Should you be able to turn by hand the cam that opens and closes the points. i was thinking you couldn't, but when I took the cap off to check the gap, I noticed the cam was not moving when I turned the hand crank to the motor. Then after fooling with it, the cam is fairly easy to turn with my fingers.
Would I need a whole new distributor or could a part in it be broke. Figured I would ask before I pulled it out.

Thanks guys
Earl


----------



## Country Boy (Mar 18, 2010)

You shouldn't be able to turn that by hand because it is driven off the camshaft by a gear. Sounds like either the shaft broke or the gear came loose at the end. You'll need to pull the distributor to find out for sure. Someone else may chime in with more experience on that particular model, but on my Farmall H, you removed two bolts and you could pull it right out. Just make sure when you put it back together that you get the distributor back in time with the engine. If the distributor isn't turning with the engine, then its already out of time and will need to be corrected before you can attempt to start it. If you haven't already, I'd pick up an I&T Manual or a Factory Service Manual for that tractor. That will show you how to properly time the engine.


----------



## stormwatcher (Nov 27, 2011)

Country Boy said:


> You shouldn't be able to turn that by hand because it is driven off the camshaft by a gear. Sounds like either the shaft broke or the gear came loose at the end. You'll need to pull the distributor to find out for sure. Someone else may chime in with more experience on that particular model, but on my Farmall H, you removed two bolts and you could pull it right out. Just make sure when you put it back together that you get the distributor back in time with the engine. If the distributor isn't turning with the engine, then its already out of time and will need to be corrected before you can attempt to start it. If you haven't already, I'd pick up an I&T Manual or a Factory Service Manual for that tractor. That will show you how to properly time the engine.

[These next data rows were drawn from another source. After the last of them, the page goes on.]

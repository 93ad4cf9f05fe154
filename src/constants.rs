//! Endpoint paths and defaults for the MailHog HTTP API.

/// Base URL of a MailHog instance running with its default settings.
pub const DEFAULT_BASE_URL: &str = "http://localhost:8025";

/// User agent sent with every request unless overridden.
pub const USER_AGENT_VALUE: &str = concat!("mailhog-client/", env!("CARGO_PKG_VERSION"));

/// Paged message listing (v2).
pub const MESSAGES_PATH: &str = "/api/v2/messages";
/// Single message lookup and deletion (v1). Without an id, deletes everything.
pub const MESSAGE_PATH: &str = "/api/v1/messages";
/// Message search (v2).
pub const SEARCH_PATH: &str = "/api/v2/search";

pub const SEARCH_FROM: &str = "from";
pub const SEARCH_TO: &str = "to";
pub const SEARCH_CONTAINING: &str = "containing";
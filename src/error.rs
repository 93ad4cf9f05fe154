//! Error types for the MailHog client.

use reqwest::StatusCode;
use thiserror::Error;

/// Error type for all MailHog client operations.
#[derive(Debug, Error)]
pub enum Error {
    /// The request could not be built or sent, or the response body could not be read.
    #[error("transport error: {0}")]
    Transport(#[from] reqwest::Error),
    /// MailHog answered with something other than `200 OK`.
    #[error("unexpected status: {status}")]
    UnexpectedStatus { status: StatusCode },
    /// The response body did not match the expected JSON shape.
    #[error("decode error: {0}")]
    Decode(#[from] serde_json::Error),
}

impl Error {
    /// HTTP status associated with the error, if any.
    ///
    /// Useful for telling a missing message (`404`) apart from other failures.
    pub fn status(&self) -> Option<StatusCode> {
        match self {
            Error::UnexpectedStatus { status } => Some(*status),
            Error::Transport(err) => err.status(),
            Error::Decode(_) => None,
        }
    }
}
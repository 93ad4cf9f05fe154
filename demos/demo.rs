use mailhog_client::{Client, Error, SearchKind};
use std::time::Duration;
use tracing_subscriber::EnvFilter;

#[tokio::main]
async fn main() -> Result<(), Error> {
    tracing_subscriber::fmt()
        .with_env_filter(
            EnvFilter::try_from_default_env().unwrap_or_else(|_| EnvFilter::new("mailhog_client=debug")),
        )
        .init();

    let base_url = std::env::var("MAILHOG_URL")
        .unwrap_or_else(|_| mailhog_client::constants::DEFAULT_BASE_URL.to_string());

    let client = Client::builder()
        .base_url(base_url)
        .timeout(Duration::from_secs(10))
        .build()?;

    let page = client.messages(0, 20).await?;
    println!("MailHog holds {} message(s), showing {}", page.total, page.count);
    for msg in &page.items {
        println!(
            "{}  {} -> {}  {}",
            msg.id,
            msg.from.address(),
            msg.to.iter().map(|p| p.address()).collect::<Vec<_>>().join(", "),
            msg.subject().unwrap_or("(no subject)")
        );
    }

    if let Some(first) = page.items.first() {
        let full = client.message(&first.id).await?;
        println!("\n--- {} ---\n{}", full.id, full.content.body);

        let sender = full.from.address();
        let same_sender = client.search(SearchKind::From, &sender, 0, 50).await?;
        println!("\n{} message(s) from {}", same_sender.total, sender);
    }

    Ok(())
}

Thanks Country Boy. If it stops raining tomorrow, I will pull it out and check it.


----------



## stormwatcher (Nov 27, 2011)

Turned out to be a fairly nice day, so I pulled the Dist and took it partly apart. Found the springs were all tore up. A screw had come loose on one and it must have caught the other one, and tore it up also.
The gear on the shaft was loose also [shaft that pulls out of the rear of the dist] . Is it suppose to have a roll pin/shear pin through it. It looks like it should. I pulled one little piece out maybe 1/8" long, and there is more in it I haven't been able to get out yet.
Does anyone know of a picture of the breakdown of this dist? And is there a rebuild kit made for it.

Thanks, Earl


----------



## Country Boy (Mar 18, 2010)

I just looked on the CaseIH parts site, and they list the tractor, but they don't have a breakdown for that tractor's engine or distributor. You may need to call a dealer to get a printout. If you know what brand/model of distributor is on there, you could try looking that up online. An I&T manual for that tractor may show the breakdown as well. You can usually find them at farm supply stores, or TRACTORS Repair, Service, and Maintenance Manuals .


----------



## stormwatcher (Nov 27, 2011)

Thanks CB. I will check them out.
I found a complete dist. on ebay. He said there was nothing wrong with it. Got it for $77 includes shipping. I still want to fix the other one, never know when ya need a spare.


----------



## Country Boy (Mar 18, 2010)

Yeah, spare parts are always handy when working with older tractors. You never know when a part will break that is obsolete and hard to find. I still use my antique tractors here on the farm, so they get a good workout every year, and I have run into troubles finding parts for them when something finally wears out and breaks.


----------



## cyrush (Apr 20, 2010)

For distributor break down you need to look in the specific C-123 engine parts listing !!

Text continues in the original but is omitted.